■ PROBLEM TO WORK ON:
Could you retype, exactly as written, every line from the top of the records through the line that contains "segments.push(Segment::Param(name));"?

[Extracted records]
•••••

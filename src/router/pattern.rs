use super::error::RouterError;

use std::fmt;

use smallvec::SmallVec;

pub(super) const COLON: char = ':';
pub(super) const STAR: char = '*';
pub(super) const SLASH: char = '/';

/// One `/`-separated piece of a route pattern.
#[derive(Debug, Clone, Copy, PartialEq, Eq)]
pub enum Segment<'a> {
    /// Matches the text exactly.
    Static(&'a str),
    /// `:name`, matches exactly one non-empty path segment.
    Param(&'a str),
    /// `*name`, matches the non-empty remainder of the path.
    CatchAll(&'a str),
}

impl fmt::Display for Segment<'_> {
    fn fmt(&self, f: &mut fmt::Formatter<'_>) -> fmt::Result {
        match self {
            Segment::Static(s) => f.write_str(s),
            Segment::Param(name) => write!(f, "{}{}", COLON, name),
            Segment::CatchAll(name) => write!(f, "{}{}", STAR, name),
        }
    }
}

/// Splits a pattern into its segments.
///
/// Empty segments are discarded, so `//` collapses. A catch-all segment ends
/// the segmentation: anything after it is ignored.
pub fn parse_pattern(pattern: &str) -> SmallVec<[Segment<'_>; 8]> {
    let mut segments: SmallVec<[Segment<'_>; 8]> = SmallVec::new();
    for part in pattern.split(SLASH).filter(|p| !p.is_empty()) {
        if let Some(name) = part.strip_prefix(COLON) {
            segments.push(Segment::Param(name));
        } else if let Some(name) = part.strip_prefix(STAR) {
            segments.push(Segment::CatchAll(name));
            break;
        } else {
            segments.push(Segment::Static(part));
        }
    }
    segments
}

/// A validated route pattern.
///
/// Its `Display` form is the canonical pattern stored in the tree: one
/// leading slash, single slashes between segments, and the trailing slash of
/// the source pattern kept unless the pattern ends in a catch-all.
#[derive(Debug, Clone, PartialEq, Eq)]
pub struct Pattern<'a> {
    segments: SmallVec<[Segment<'a>; 8]>,
    trailing_slash: bool,
}

impl<'a> Pattern<'a> {
    pub fn parse(pattern: &'a str) -> Result<Self, RouterError> {
        if !pattern.starts_with(SLASH) {
            return Err(RouterError::MissingLeadingSlash {
                pattern: pattern.to_owned(),
            });
        }

        let segments = parse_pattern(pattern);

        for segment in &segments {
            // `:` and `*` inside a static segment are plain text
            let (name, text) = match *segment {
                Segment::Static(_) => continue,
                Segment::Param(name) | Segment::CatchAll(name) => (name, segment.to_string()),
            };
            if name.is_empty() {
                return Err(RouterError::EmptyWildcardName {
                    pattern: pattern.to_owned(),
                });
            }
            if name.contains(&[COLON, STAR][..]) {
                return Err(RouterError::InvalidWildcard {
                    segment: text,
                    pattern: pattern.to_owned(),
                });
            }
        }

        let ends_with_catch_all = matches!(segments.last(), Some(Segment::CatchAll(_)));
        let trailing_slash = !ends_with_catch_all && pattern.len() > 1 && pattern.ends_with(SLASH);

        Ok(Self {
            segments,
            trailing_slash,
        })
    }

    pub fn segments(&self) -> &[Segment<'a>] {
        &self.segments
    }
}

impl fmt::Display for Pattern<'_> {
    fn fmt(&self, f: &mut fmt::Formatter<'_>) -> fmt::Result {
        if self.segments.is_empty() {
            return f.write_str("/");
        }
        for segment in &self.segments {
            write!(f, "{}{}", SLASH, segment)?;
        }
        if self.trailing_slash {
            f.write_str("/")?;
        }
        Ok(())
    }
}
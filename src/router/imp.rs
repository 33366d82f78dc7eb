use super::captures::Captures;
use super::endpoint::Endpoint;
use super::error::RouterError;
use super::find::Match;
use super::pattern::Pattern;
use super::{Node, NodeKind, Router};

impl<T> Router<T> {
    pub fn new() -> Self {
        Self {
            nodes: vec![Node::new(NodeKind::Root)],
            endpoints: Vec::new(),
        }
    }

    pub fn clear(&mut self) {
        self.nodes.clear();
        self.nodes.push(Node::new(NodeKind::Root));
        self.endpoints.clear();
    }

    /// Number of registered routes.
    pub fn len(&self) -> usize {
        self.endpoints.len()
    }

    pub fn is_empty(&self) -> bool {
        self.endpoints.is_empty()
    }

    /// # Panics
    /// Panics if the pattern is malformed or conflicts with a registered one.
    pub fn insert(&mut self, pattern: &str, data: T) -> &mut Self {
        if let Err(e) = self.try_insert(pattern, data) {
            panic!("{}", e);
        }
        self
    }

    /// Registers `data` under `pattern`.
    ///
    /// On failure the tree is left exactly as it was before the call.
    pub fn try_insert(&mut self, pattern: &str, data: T) -> Result<&mut Self, RouterError> {
        let full_path = Pattern::parse(pattern)?.to_string();

        let snapshot = self.nodes.clone();
        match self.add_route(&full_path) {
            Ok(node) => {
                self.nodes[node].value = Some(self.endpoints.len());
                self.endpoints.push(Endpoint::new(data, full_path));
                Ok(self)
            }
            Err(e) => {
                self.nodes = snapshot;
                Err(e)
            }
        }
    }

    pub fn find<'a>(&'a self, path: &'a str) -> Option<(&'a T, Captures<'a>)> {
        self.walk(path).map(|(ep, captures)| (&ep.data, captures))
    }

    /// Like [`Router::find`], but also reports the registered pattern, and on
    /// a miss whether the path with its trailing slash toggled would match.
    pub fn lookup<'a>(&'a self, path: &'a str) -> Match<'a, T> {
        match self.walk(path) {
            Some((ep, captures)) => Match::Found {
                data: &ep.data,
                captures,
                full_path: &ep.full_path,
            },
            None if self.has_trailing_slash_alternative(path) => Match::TrailingSlashRedirect,
            None => Match::NotFound,
        }
    }

    /// Registered patterns and their data, in registration order.
    pub fn routes(&self) -> impl Iterator<Item = (&str, &T)> + '_ {
        self.endpoints.iter().map(|ep| (&*ep.full_path, &ep.data))
    }
}
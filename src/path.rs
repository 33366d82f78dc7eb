//! URL path normalization.

/// Returns the canonical form of a URL path.
///
/// + repeated slashes collapse into one
/// + `.` elements are removed
/// + `..` elements remove the element before them, and are dropped at the root
///
/// The result always begins with `/`, and keeps the trailing slash of the
/// input unless it is just `/`.
pub fn clean_path(p: &str) -> String {
    let mut parts: Vec<&str> = Vec::new();
    for part in p.split('/') {
        match part {
            "" | "." => {}
            ".." => {
                parts.pop();
            }
            _ => parts.push(part),
        }
    }

    let trailing_slash = p.ends_with('/') || p.ends_with("/.") || p.ends_with("/..");

    let mut out = String::with_capacity(p.len() + 1);
    for part in &parts {
        out.push('/');
        out.push_str(part);
    }
    if out.is_empty() || trailing_slash {
        out.push('/');
    }
    out
}

/// Joins a base path and a relative path the way route groups compose them.
///
/// A trailing slash on `relative` is preserved.
pub(crate) fn join_paths(base: &str, relative: &str) -> String {
    if relative.is_empty() {
        return base.to_owned();
    }
    let joined = clean_path(&format!("{}/{}", base, relative));
    if relative.ends_with('/') && !joined.ends_with('/') {
        format!("{}/", joined)
    } else {
        joined
    }
}
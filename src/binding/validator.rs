use std::collections::{BTreeMap, HashMap};
use std::fmt;

/// A validation failure.
#[derive(Debug, Clone, PartialEq, Eq, thiserror::Error)]
pub enum ValidationError {
    #[error("field {field:?}: {message}")]
    Field { field: String, message: String },

    #[error("{0}")]
    Message(String),

    #[error("{0}")]
    Slice(SliceValidationError),
}

impl ValidationError {
    pub fn field(field: impl Into<String>, message: impl Into<String>) -> Self {
        ValidationError::Field {
            field: field.into(),
            message: message.into(),
        }
    }

    pub fn message(message: impl Into<String>) -> Self {
        ValidationError::Message(message.into())
    }
}

/// Failures of a sequence, keyed by element index in ascending order.
#[derive(Debug, Clone, Default, PartialEq, Eq)]
pub struct SliceValidationError {
    errors: Vec<(usize, ValidationError)>,
}

impl SliceValidationError {
    pub fn errors(&self) -> &[(usize, ValidationError)] {
        &self.errors
    }

    pub fn len(&self) -> usize {
        self.errors.len()
    }

    pub fn is_empty(&self) -> bool {
        self.errors.is_empty()
    }
}

impl fmt::Display for SliceValidationError {
    fn fmt(&self, f: &mut fmt::Formatter<'_>) -> fmt::Result {
        for (n, (i, e)) in self.errors.iter().enumerate() {
            if n > 0 {
                f.write_str("\n")?;
            }
            write!(f, "[{}]: {}", i, e)?;
        }
        Ok(())
    }
}

impl std::error::Error for SliceValidationError {}

/// A value that can check its own invariants after being decoded.
///
/// The default implementation accepts everything.
pub trait Validate {
    fn validate(&self) -> Result<(), ValidationError> {
        Ok(())
    }
}

impl<T: Validate + ?Sized> Validate for Box<T> {
    fn validate(&self) -> Result<(), ValidationError> {
        (**self).validate()
    }
}

impl<T: Validate + ?Sized> Validate for &T {
    fn validate(&self) -> Result<(), ValidationError> {
        (**self).validate()
    }
}

impl<T: Validate> Validate for Option<T> {
    fn validate(&self) -> Result<(), ValidationError> {
        match self {
            Some(v) => v.validate(),
            None => Ok(()),
        }
    }
}

/// Every element is checked, failures are collected by index.
impl<T: Validate> Validate for [T] {
    fn validate(&self) -> Result<(), ValidationError> {
        let errors: Vec<_> = self
            .iter()
            .enumerate()
            .filter_map(|(i, v)| v.validate().err().map(|e| (i, e)))
            .collect();
        if errors.is_empty() {
            Ok(())
        } else {
            Err(ValidationError::Slice(SliceValidationError { errors }))
        }
    }
}

impl<T: Validate> Validate for Vec<T> {
    fn validate(&self) -> Result<(), ValidationError> {
        self.as_slice().validate()
    }
}

macro_rules! always_valid {
    ($($ty:ty),+) => {
        $(impl Validate for $ty {})+
    };
}

always_valid!(
    bool, char, i8, i16, i32, i64, i128, isize, u8, u16, u32, u64, u128, usize, f32, f64,
    String, str, serde_json::Value
);

impl<K, V, S> Validate for HashMap<K, V, S> {}
impl<K, V> Validate for BTreeMap<K, V> {}

/// The validation capability an engine applies to bound values.
pub trait StructValidator: Send + Sync {
    fn validate_struct(&self, obj: &dyn Validate) -> Result<(), ValidationError>;
}

/// Runs each value's own [`Validate`] implementation.
#[derive(Debug, Default, Clone, Copy)]
pub struct DefaultValidator;

impl StructValidator for DefaultValidator {
    fn validate_struct(&self, obj: &dyn Validate) -> Result<(), ValidationError> {
        obj.validate()
    }
}

/// Accepts everything.
#[derive(Debug, Default, Clone, Copy)]
pub struct NoopValidator;

impl StructValidator for NoopValidator {
    fn validate_struct(&self, _: &dyn Validate) -> Result<(), ValidationError> {
        Ok(())
    }
}
//! Month grid: Sunday-first weeks of seven cells.

use chrono::{Datelike, Duration, NaiveDate};
use serde::Serialize;

use super::{days_in_month, first_of_month, CalendarResult};

#[derive(Debug, Clone, Copy, PartialEq, Eq, Serialize)]
pub struct CalendarCell {
    /// `None` for padding before the 1st and after the last day.
    pub date: Option<NaiveDate>,
    pub is_current_month: bool,
    pub is_today: bool,
}

impl CalendarCell {
    const PADDING: CalendarCell = CalendarCell {
        date: None,
        is_current_month: false,
        is_today: false,
    };
}

/// Cells for `year`/`month`, always a whole number of weeks.
pub fn build_month_grid(year: i32, month: u32, today: NaiveDate) -> CalendarResult<Vec<CalendarCell>> {
    let first = first_of_month(year, month)?;
    let days = days_in_month(year, month)? as usize;
    let leading = first.weekday().num_days_from_sunday() as usize;
    let total = (leading + days).div_ceil(7) * 7;

    let mut cells = Vec::with_capacity(total);
    cells.resize(leading, CalendarCell::PADDING);
    for offset in 0..days {
        let date = first + Duration::days(offset as i64);
        cells.push(CalendarCell {
            date: Some(date),
            is_current_month: true,
            is_today: date == today,
        });
    }
    cells.resize(total, CalendarCell::PADDING);
    Ok(cells)
}

#[cfg(test)]
mod tests {
    use super::*;
    use crate::calendar::CalendarError;

    fn date(y: i32, m: u32, d: u32) -> NaiveDate {
        NaiveDate::from_ymd_opt(y, m, d).unwrap()
    }

    fn leading_padding(cells: &[CalendarCell]) -> usize {
        cells.iter().take_while(|c| c.date.is_none()).count()
    }

    fn trailing_padding(cells: &[CalendarCell]) -> usize {
        cells.iter().rev().take_while(|c| c.date.is_none()).count()
    }

    #[test]
    fn march_2024() {
        let cells = build_month_grid(2024, 3, date(2024, 3, 15)).unwrap();
        assert_eq!(leading_padding(&cells), 5);
        assert_eq!(cells.iter().filter(|c| c.is_current_month).count(), 31);
        assert_eq!(cells.len(), 42);
        assert_eq!(cells[5].date, Some(date(2024, 3, 1)));
        assert_eq!(cells[35].date, Some(date(2024, 3, 31)));

        let today: Vec<_> = cells.iter().filter(|c| c.is_today).collect();
        assert_eq!(today.len(), 1);
        assert_eq!(today[0].date, Some(date(2024, 3, 15)));
    }

    #[test]
    fn sunday_start_has_no_leading_padding() {
        // September 2024 starts on a Sunday.
        let cells = build_month_grid(2024, 9, date(2024, 1, 1)).unwrap();
        assert_eq!(leading_padding(&cells), 0);
        assert_eq!(cells[0].date, Some(date(2024, 9, 1)));
    }

    #[test]
    fn saturday_end_has_no_trailing_padding() {
        // August 2024 ends on a Saturday.
        let cells = build_month_grid(2024, 8, date(2024, 1, 1)).unwrap();
        assert_eq!(trailing_padding(&cells), 0);
        assert_eq!(cells.last().unwrap().date, Some(date(2024, 8, 31)));
    }

    #[test]
    fn february_can_fill_exactly_four_weeks() {
        // February 2015: 28 days starting on a Sunday.
        let cells = build_month_grid(2015, 2, date(2015, 2, 1)).unwrap();
        assert_eq!(cells.len(), 28);
        assert!(cells.iter().all(|c| c.is_current_month));
    }

    #[test]
    fn today_outside_month_marks_nothing() {
        let cells = build_month_grid(2024, 3, date(2024, 4, 1)).unwrap();
        assert!(cells.iter().all(|c| !c.is_today));
    }

    #[test]
    fn every_month_is_whole_weeks() {
        for year in [1999, 2000, 2023, 2024, 2100] {
            for month in 1..=12 {
                let cells = build_month_grid(year, month, date(2000, 1, 1)).unwrap();
                assert_eq!(cells.len() % 7, 0, "{year}-{month}");
                assert_eq!(
                    cells.iter().filter(|c| c.is_current_month).count() as u32,
                    days_in_month(year, month).unwrap(),
                    "{year}-{month}"
                );
                assert!(leading_padding(&cells) < 7);
                assert!(trailing_padding(&cells) < 7);
            }
        }
    }

    #[test]
    fn deterministic() {
        let a = build_month_grid(2024, 3, date(2024, 3, 5)).unwrap();
        let b = build_month_grid(2024, 3, date(2024, 3, 5)).unwrap();
        assert_eq!(a, b);
    }

    #[test]
    fn rejects_invalid_month() {
        assert_eq!(
            build_month_grid(2024, 13, date(2024, 1, 1)),
            Err(CalendarError::InvalidMonth(13))
        );
    }
}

•••••

■ SOLUTION TO THE EXERCISE:
filename src/router/pattern.rs
use super::error::RouterError;

use std::fmt;

use smallvec::SmallVec;

pub(super) const COLON: char = ':';
pub(super) const STAR: char = '*';
pub(super) const SLASH: char = '/';

/// One `/`-separated piece of a route pattern.
#[derive(Debug, Clone, Copy, PartialEq, Eq)]
pub enum Segment<'a> {
    /// Matches the text exactly.
    Static(&'a str),
    /// `:name`, matches exactly one non-empty path segment.
    Param(&'a str),
    /// `*name`, matches the non-empty remainder of the path.
    CatchAll(&'a str),
}

impl fmt::Display for Segment<'_> {
    fn fmt(&self, f: &mut fmt::Formatter<'_>) -> fmt::Result {
        match self {
            Segment::Static(s) => f.write_str(s),
            Segment::Param(name) => write!(f, "{}{}", COLON, name),
            Segment::CatchAll(name) => write!(f, "{}{}", STAR, name),
        }
    }
}

/// Splits a pattern into its segments.
///
/// Empty segments are discarded, so `//` collapses. A catch-all segment ends
/// the segmentation: anything after it is ignored.
pub fn parse_pattern(pattern: &str) -> SmallVec<[Segment<'_>; 8]> {
    let mut segments: SmallVec<[Segment<'_>; 8]> = SmallVec::new();
    for part in pattern.split(SLASH).filter(|p| !p.is_empty()) {
        if let Some(name) = part.strip_prefix(COLON) {
            segments.push(Segment::Param(name));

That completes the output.